You can already try the Office Mobile apps now on Windows 10 if you have it installed on your PC.

18. NexusKoolaid

Posts: 493; Member since: Oct 24, 2011

Meh. Not on board with the Universal app idea. With a few exceptions you'll probably end up getting applications written with mobile in mind that offer a dumbed-down feel on the desktop. Kinda like XBox/Playstation games that get ported to the PC. I think the 2013 version of Office offered a glimpse of how this could end up playing out. Not a fan.

46. justrt

Posts: 446; Member since: Jul 10, 2014

Windows on a Nokia, Windows Phone 7, Windows Phone 8 ... All these were supposed to be changers.. Nothing yet. Let's keep our hopes up for Windows 10 mobile, Continuum and Lumia 950

4. twens

Posts: 1175; Member since: Feb 25, 2012

Big changer there MS

6. Furbal unregistered

Find a vehicle with a monitor in it and this might be any field reps dream. Could see it worked well for sales and insurance agents.

36. elitewolverine

Posts: 5192; Member since: Oct 28, 2013 many have bulky ass laptops taking up a crap ton of space. Pop in a thin screen, now give them a 950/xl and boom...gone are the days of the cops needing a huge laptop in the car. Or combine a 950 with surface 3...boom.

7. DoggyDangerous

Posts: 1028; Member since: Aug 28, 2015

autocad? hahaha. autocad even take long time on my desktop pc. If you want to burn down your phone then you can load autocad.

37. elitewolverine

Posts: 5192; Member since: Oct 28, 2013

liquid cooling

44. TyrionLannister unregistered

Only universal apps work with this. AutoCAD is a legacy application and won't work with continuum.

62. cdgoin

Posts: 614; Member since: Jul 28, 2010

Wrong.. Autodesk is updating the software every year.. so doubtful it will be legacy long if it isnt already fixed. But cant see running Revit or and Autodesk product on a phone.

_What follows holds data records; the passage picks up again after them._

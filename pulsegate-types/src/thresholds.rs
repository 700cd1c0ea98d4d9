//! Session threshold configuration.

use core::fmt;
use core::time::Duration;

use crate::Bpm;

/// Thresholds governing when an intervention begins and ends.
///
/// The trigger/recovery pair forms a hysteresis gap: elevation is detected
/// strictly above `trigger`, recovery at or below `recovery`. Keeping the two
/// apart prevents flapping at a single boundary.
///
/// # Example
///
/// ```rust
/// use pulsegate_types::{Bpm, Thresholds};
/// use std::time::Duration;
///
/// let thresholds = Thresholds {
///     trigger: Bpm::new(100),
///     recovery: Bpm::new(90),
///     sustain: Duration::from_secs(5),
///     cooldown_floor: Duration::from_secs(15),
/// };
/// assert!(thresholds.validate().is_ok());
/// ```
#[derive(Debug, Clone, Copy, PartialEq, Eq)]
#[cfg_attr(feature = "serde", derive(serde::Serialize, serde::Deserialize))]
pub struct Thresholds {
    /// Upper threshold: samples strictly above this count as elevated.
    pub trigger: Bpm,
    /// Lower threshold: recovery completes once the reading is at or below this.
    pub recovery: Bpm,
    /// How long the signal must stay continuously above `trigger` before an
    /// intervention begins.
    pub sustain: Duration,
    /// Minimum duration of an intervention, regardless of the signal.
    pub cooldown_floor: Duration,
}

impl Default for Thresholds {
    fn default() -> Self {
        Self {
            trigger: Bpm::new(90),
            recovery: Bpm::new(85),
            sustain: Duration::from_secs(3),
            cooldown_floor: Duration::from_secs(10),
        }
    }
}

impl Thresholds {
    /// Check internal consistency.
    ///
    /// `recovery` must sit strictly below `trigger`; a zero-width gap would
    /// reintroduce the single-boundary flapping the pair exists to prevent.
    pub fn validate(&self) -> Result<(), InvalidThresholds> {
        if self.recovery >= self.trigger {
            return Err(InvalidThresholds::NoHysteresisGap {
                trigger: self.trigger,
                recovery: self.recovery,
            });
        }
        if self.sustain.is_zero() {
            return Err(InvalidThresholds::ZeroSustain);
        }
        Ok(())
    }
}

/// Validation failure for a [`Thresholds`] configuration.
#[derive(Debug, Clone, Copy, PartialEq, Eq)]
pub enum InvalidThresholds {
    /// `recovery` is not strictly below `trigger`.
    NoHysteresisGap { trigger: Bpm, recovery: Bpm },
    /// A zero sustain window would trigger on any single elevated sample.
    ZeroSustain,
}

impl fmt::Display for InvalidThresholds {
    fn fmt(&self, f: &mut fmt::Formatter<'_>) -> fmt::Result {
        match self {
            InvalidThresholds::NoHysteresisGap { trigger, recovery } => write!(
                f,
                "recovery threshold ({recovery}) must be strictly below trigger threshold ({trigger})"
            ),
            InvalidThresholds::ZeroSustain => write!(f, "sustain duration must be non-zero"),
        }
    }
}

#[cfg(feature = "std")]
impl std::error::Error for InvalidThresholds {}

#[cfg(test)]
mod tests {
    use super::*;

    #[test]
    fn defaults_are_valid() {
        assert!(Thresholds::default().validate().is_ok());
    }

    #[test]
    fn rejects_inverted_gap() {
        let t = Thresholds {
            trigger: Bpm::new(85),
            recovery: Bpm::new(90),
            ..Thresholds::default()
        };
        assert!(matches!(
            t.validate(),
            Err(InvalidThresholds::NoHysteresisGap { .. })
        ));
    }

    #[test]
    fn rejects_equal_thresholds() {
        let t = Thresholds {
            trigger: Bpm::new(90),
            recovery: Bpm::new(90),
            ..Thresholds::default()
        };
        assert!(t.validate().is_err());
    }

    #[test]
    fn rejects_zero_sustain() {
        let t = Thresholds {
            sustain: Duration::ZERO,
            ..Thresholds::default()
        };
        assert_eq!(t.validate(), Err(InvalidThresholds::ZeroSustain));
    }

    #[test]
    fn error_display_names_both_thresholds() {
        let err = InvalidThresholds::NoHysteresisGap {
            trigger: Bpm::new(85),
            recovery: Bpm::new(90),
        };
        let msg = err.to_string();
        assert!(msg.contains("90 BPM"));
        assert!(msg.contains("85 BPM"));
    }
}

Posts: 411; Member since: Sep 29, 2015

Once again I've predict right. Once we the universal app flood gates open, market share will rise. Pocket pc is a reality we need. The messiah has spoken.

56. NexusKoolaid

Posts: 493; Member since: Oct 24, 2011

The universal app flood gates have not yet opened, and market share has not yet risen. All we have ATM are announcements. You need to wait and see how it plays out before you pat yourself on the back.

9. slannmage

Posts: 289; Member since: Mar 26, 2013

I don't see the point, you need a monitor, keyboard and mouse + a dock... Just get a Desktop PC or Laptop, it'll be better.

15. ihavenoname

Posts: 1693; Member since: Aug 18, 2013

Exactly. I get an email on my phone with Word-file attached and I need to edit it. If I don't have my laptop with me, why would I have monitor, keyboard, mouse and dock for my phone? lol

30. gazmatic

Posts: 808; Member since: Sep 06, 2012

you can edit it on your phone........ the continuum is to basically project your phone on a big screen. it's not saying that you NEED a keyboard, mouse and monitor. it's saying that IF you HAVE a keyboard, mouse and monitor you CAN connect your phone and STILL be productive. that's the point.